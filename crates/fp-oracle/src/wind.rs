//! Per-waypoint wind field.
//!
//! # CSV format
//!
//! One row per (waypoint, hour).  Every waypoint must have a sample at every
//! hour that appears anywhere in the file.
//!
//! ```csv
//! waypoint_id,time_hours,u_speed_ms,v_speed_ms
//! 0,0,12.5,-3.1
//! 0,1,13.0,-2.8
//! 1,0,20.1,4.0
//! 1,1,19.7,3.6
//! ```
//!
//! `u` is the eastward and `v` the northward component, in m/s.
//!
//! Between sample hours the components are interpolated linearly; outside
//! the sampled range the nearest boundary sample is used.
//!
//! Samples keyed by position instead of waypoint id (a forecast grid) are
//! read with [`WindField::from_grid_reader`], which snaps every waypoint to
//! its nearest grid point through an R-tree.

use std::collections::{BTreeMap, HashSet};
use std::io::Read;
use std::path::Path;

use log::debug;
use rstar::{AABB, PointDistance, RTree, RTreeObject};
use serde::Deserialize;

use fp_core::{GeoPoint, NodeId, SeededRng};

use crate::{OracleError, OracleResult};

const MS_TO_KMH: f64 = 3.6;

// ── Wind ──────────────────────────────────────────────────────────────────────

/// Wind vector at one place and time.
#[derive(Copy, Clone, Debug, Default, PartialEq)]
pub struct Wind {
    pub u_ms: f64,
    pub v_ms: f64,
}

impl Wind {
    pub fn speed_ms(&self) -> f64 {
        self.u_ms.hypot(self.v_ms)
    }

    /// Meteorological direction the wind blows *from*, degrees in `[0, 360)`.
    pub fn from_direction_deg(&self) -> f64 {
        (270.0 - self.v_ms.atan2(self.u_ms).to_degrees()).rem_euclid(360.0)
    }

    /// Along-track component for an aircraft flying `heading_deg`, km/h.
    /// Positive is a tailwind, negative a headwind.
    pub fn head_tail_kmh(&self, heading_deg: f64) -> f64 {
        let to_deg = (self.from_direction_deg() + 180.0).rem_euclid(360.0);
        let diff = (to_deg - heading_deg + 180.0).rem_euclid(360.0) - 180.0;
        self.speed_ms() * MS_TO_KMH * diff.to_radians().cos()
    }
}

// ── CSV records ───────────────────────────────────────────────────────────────

#[derive(Deserialize)]
struct WindRecord {
    waypoint_id: u32,
    time_hours:  f64,
    u_speed_ms:  f64,
    v_speed_ms:  f64,
}

#[derive(Deserialize)]
struct GridRecord {
    time_hours: f64,
    latitude:   f64,
    longitude:  f64,
    u_speed_ms: f64,
    v_speed_ms: f64,
}

/// Sorted, deduplicated sample hours.
fn sample_hours(hours: impl Iterator<Item = f64>) -> Vec<f64> {
    let mut times: Vec<f64> = hours.collect();
    times.sort_by(f64::total_cmp);
    times.dedup_by(|a, b| a.total_cmp(b).is_eq());
    times
}

fn hour_index(times: &[f64], hour: f64) -> OracleResult<usize> {
    times
        .binary_search_by(|x| x.total_cmp(&hour))
        .map_err(|_| OracleError::InvalidTable(format!("unindexed hour {hour}")))
}

// ── Grid index ────────────────────────────────────────────────────────────────

#[derive(Clone)]
struct GridSample {
    point: [f64; 2], // [lat, lon]
    wind:  Wind,
}

impl RTreeObject for GridSample {
    type Envelope = AABB<[f64; 2]>;
    fn envelope(&self) -> Self::Envelope {
        AABB::from_point(self.point)
    }
}

impl PointDistance for GridSample {
    /// Squared Euclidean distance in lat/lon space.  Good enough to pick the
    /// closest grid point; not a metric distance.
    fn distance_2(&self, point: &[f64; 2]) -> f64 {
        let dlat = self.point[0] - point[0];
        let dlon = self.point[1] - point[1];
        dlat * dlat + dlon * dlon
    }
}

// ── WindField ─────────────────────────────────────────────────────────────────

/// Hourly wind samples for every waypoint of one lattice.
///
/// `samples[waypoint * times.len() + t]` holds the wind at `times[t]`.
#[derive(Clone, Debug)]
pub struct WindField {
    times:   Vec<f64>,
    samples: Vec<Wind>,
}

impl WindField {
    /// Build a field from a shared ascending time axis and per-waypoint rows.
    pub fn new(times: Vec<f64>, per_waypoint: Vec<Vec<Wind>>) -> OracleResult<Self> {
        if times.is_empty() {
            return Err(OracleError::InvalidTable("wind field needs at least one sample hour".into()));
        }
        if !times.iter().all(|t| t.is_finite()) || times.windows(2).any(|w| w[0] >= w[1]) {
            return Err(OracleError::InvalidTable("wind sample hours must be finite and strictly increasing".into()));
        }
        let mut samples = Vec::with_capacity(times.len() * per_waypoint.len());
        for (id, row) in per_waypoint.into_iter().enumerate() {
            if row.len() != times.len() {
                return Err(OracleError::InvalidTable(format!(
                    "waypoint {id} has {} samples, expected {}",
                    row.len(),
                    times.len()
                )));
            }
            samples.extend(row);
        }
        Ok(Self { times, samples })
    }

    /// Still air everywhere, at every time.
    pub fn calm(waypoint_count: usize) -> Self {
        Self {
            times:   vec![0.0],
            samples: vec![Wind::default(); waypoint_count],
        }
    }

    /// A reproducible westerly field over `hours + 1` hourly samples.
    ///
    /// Each waypoint gets its own jet strength and drifts hour by hour with a
    /// bounded random walk, so nearby start times see similar but not equal
    /// winds.
    pub fn synthetic(waypoint_count: usize, hours: u32, seed: u64) -> Self {
        let times: Vec<f64> = (0..=hours).map(f64::from).collect();
        let mut samples = Vec::with_capacity(times.len() * waypoint_count);

        for id in 0..waypoint_count {
            let mut rng = SeededRng::keyed(seed, id as u64);
            let mut u: f64 = rng.gen_range(5.0..45.0);
            let mut v: f64 = rng.gen_range(-10.0..10.0);
            for _ in &times {
                samples.push(Wind { u_ms: u, v_ms: v });
                u = (u + rng.gen_range(-2.0..2.0)).clamp(-10.0, 60.0);
                v = (v + rng.gen_range(-1.5..1.5)).clamp(-20.0, 20.0);
            }
        }

        Self { times, samples }
    }

    /// Load samples from a CSV file.
    pub fn from_csv(path: &Path) -> OracleResult<Self> {
        let file = std::fs::File::open(path)?;
        Self::from_reader(file)
    }

    /// Like [`from_csv`](Self::from_csv) but accepts any `Read` source.
    ///
    /// Waypoint ids must run contiguously from 0 and every (waypoint, hour)
    /// pair must appear exactly once.
    pub fn from_reader<R: Read>(reader: R) -> OracleResult<Self> {
        let mut rdr = csv::Reader::from_reader(reader);
        let rows = rdr
            .deserialize::<WindRecord>()
            .collect::<Result<Vec<_>, _>>()?;
        if rows.is_empty() {
            return Err(OracleError::InvalidTable("wind CSV has no rows".into()));
        }

        let times = sample_hours(rows.iter().map(|r| r.time_hours));

        let mut cells: BTreeMap<(u32, usize), Wind> = BTreeMap::new();
        for r in &rows {
            let t = hour_index(&times, r.time_hours)?;
            let wind = Wind { u_ms: r.u_speed_ms, v_ms: r.v_speed_ms };
            if cells.insert((r.waypoint_id, t), wind).is_some() {
                return Err(OracleError::InvalidTable(format!(
                    "duplicate sample for waypoint {} at hour {}",
                    r.waypoint_id, r.time_hours
                )));
            }
        }

        // Every key lies in [0, waypoints) x [0, hours), so a full count
        // means a full grid.
        let waypoint_count = cells.keys().map(|&(id, _)| u64::from(id)).max().map_or(0, |m| m + 1);
        let expected = waypoint_count.checked_mul(times.len() as u64);
        if expected != Some(cells.len() as u64) {
            return Err(OracleError::InvalidTable(format!(
                "wind CSV has {} samples, expected {} waypoints x {} hours",
                cells.len(),
                waypoint_count,
                times.len()
            )));
        }

        let per_waypoint: Vec<Vec<Wind>> = cells
            .into_values()
            .collect::<Vec<_>>()
            .chunks(times.len())
            .map(<[Wind]>::to_vec)
            .collect();

        debug!("wind field loaded: {} waypoints x {} hours", per_waypoint.len(), times.len());
        Self::new(times, per_waypoint)
    }

    /// Load gridded samples from a CSV file and attach them to `waypoints`.
    pub fn from_grid_csv(path: &Path, waypoints: &[GeoPoint]) -> OracleResult<Self> {
        let file = std::fs::File::open(path)?;
        Self::from_grid_reader(file, waypoints)
    }

    /// Read samples keyed by position rather than waypoint id, e.g. a
    /// forecast model grid, and give each waypoint the sample of its nearest
    /// grid point at every hour.
    ///
    /// ```csv
    /// time_hours,latitude,longitude,u_speed_ms,v_speed_ms
    /// 0,52.0,4.0,12.5,-3.1
    /// 0,52.0,4.25,12.9,-3.0
    /// ```
    ///
    /// `waypoints[i]` is the position of `NodeId(i)`.  The grid may differ
    /// from hour to hour; a position may appear only once per hour.
    pub fn from_grid_reader<R: Read>(reader: R, waypoints: &[GeoPoint]) -> OracleResult<Self> {
        let mut rdr = csv::Reader::from_reader(reader);
        let rows = rdr
            .deserialize::<GridRecord>()
            .collect::<Result<Vec<_>, _>>()?;
        if rows.is_empty() {
            return Err(OracleError::InvalidTable("wind grid CSV has no rows".into()));
        }

        let times = sample_hours(rows.iter().map(|r| r.time_hours));

        let mut by_hour: Vec<Vec<GridSample>> = vec![Vec::new(); times.len()];
        let mut seen = HashSet::with_capacity(rows.len());
        for r in &rows {
            if !(r.latitude.is_finite() && r.longitude.is_finite()) {
                return Err(OracleError::InvalidTable(format!(
                    "non-finite grid position ({}, {})",
                    r.latitude, r.longitude
                )));
            }
            let t = hour_index(&times, r.time_hours)?;
            if !seen.insert((t, r.latitude.to_bits(), r.longitude.to_bits())) {
                return Err(OracleError::InvalidTable(format!(
                    "duplicate grid sample at ({}, {}) hour {}",
                    r.latitude, r.longitude, r.time_hours
                )));
            }
            by_hour[t].push(GridSample {
                point: [r.latitude, r.longitude],
                wind:  Wind { u_ms: r.u_speed_ms, v_ms: r.v_speed_ms },
            });
        }

        let mut per_waypoint = vec![Vec::with_capacity(times.len()); waypoints.len()];
        for samples in by_hour {
            let tree = RTree::bulk_load(samples);
            for (row, pos) in per_waypoint.iter_mut().zip(waypoints) {
                let nearest = tree
                    .nearest_neighbor(&[pos.lat, pos.lon])
                    .ok_or_else(|| OracleError::InvalidTable("empty wind grid hour".into()))?;
                row.push(nearest.wind);
            }
        }

        debug!(
            "wind grid loaded: {} samples over {} hours onto {} waypoints",
            rows.len(),
            times.len(),
            waypoints.len()
        );
        Self::new(times, per_waypoint)
    }

    pub fn waypoint_count(&self) -> usize {
        self.samples.len() / self.times.len()
    }

    /// First and last sample hour.
    pub fn time_range(&self) -> (f64, f64) {
        (self.times[0], self.times[self.times.len() - 1])
    }

    /// Wind at `waypoint` and absolute `time_hours`, clamped to the sampled
    /// range.
    pub fn wind_at(&self, waypoint: NodeId, time_hours: f64) -> OracleResult<Wind> {
        let n = self.times.len();
        if waypoint.index() >= self.waypoint_count() {
            return Err(OracleError::MissingWaypoint(waypoint));
        }
        let row = &self.samples[waypoint.index() * n..(waypoint.index() + 1) * n];

        let (first, last) = self.time_range();
        let t = time_hours.clamp(first, last);
        // Index of the last sample at or before `t`.
        let i = self.times.partition_point(|&x| x <= t).saturating_sub(1);
        if i + 1 >= n {
            return Ok(row[n - 1]);
        }

        let (t0, t1) = (self.times[i], self.times[i + 1]);
        let f = (t - t0) / (t1 - t0);
        let (a, b) = (row[i], row[i + 1]);
        Ok(Wind {
            u_ms: a.u_ms + f * (b.u_ms - a.u_ms),
            v_ms: a.v_ms + f * (b.v_ms - a.v_ms),
        })
    }
}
# # # # # # #
• [Your objective] Return only those lines of the records that contain the string "struct".

• [Answer space]
pub struct Wind {
struct WindRecord {
struct GridRecord {
struct GridSample {
pub struct WindField {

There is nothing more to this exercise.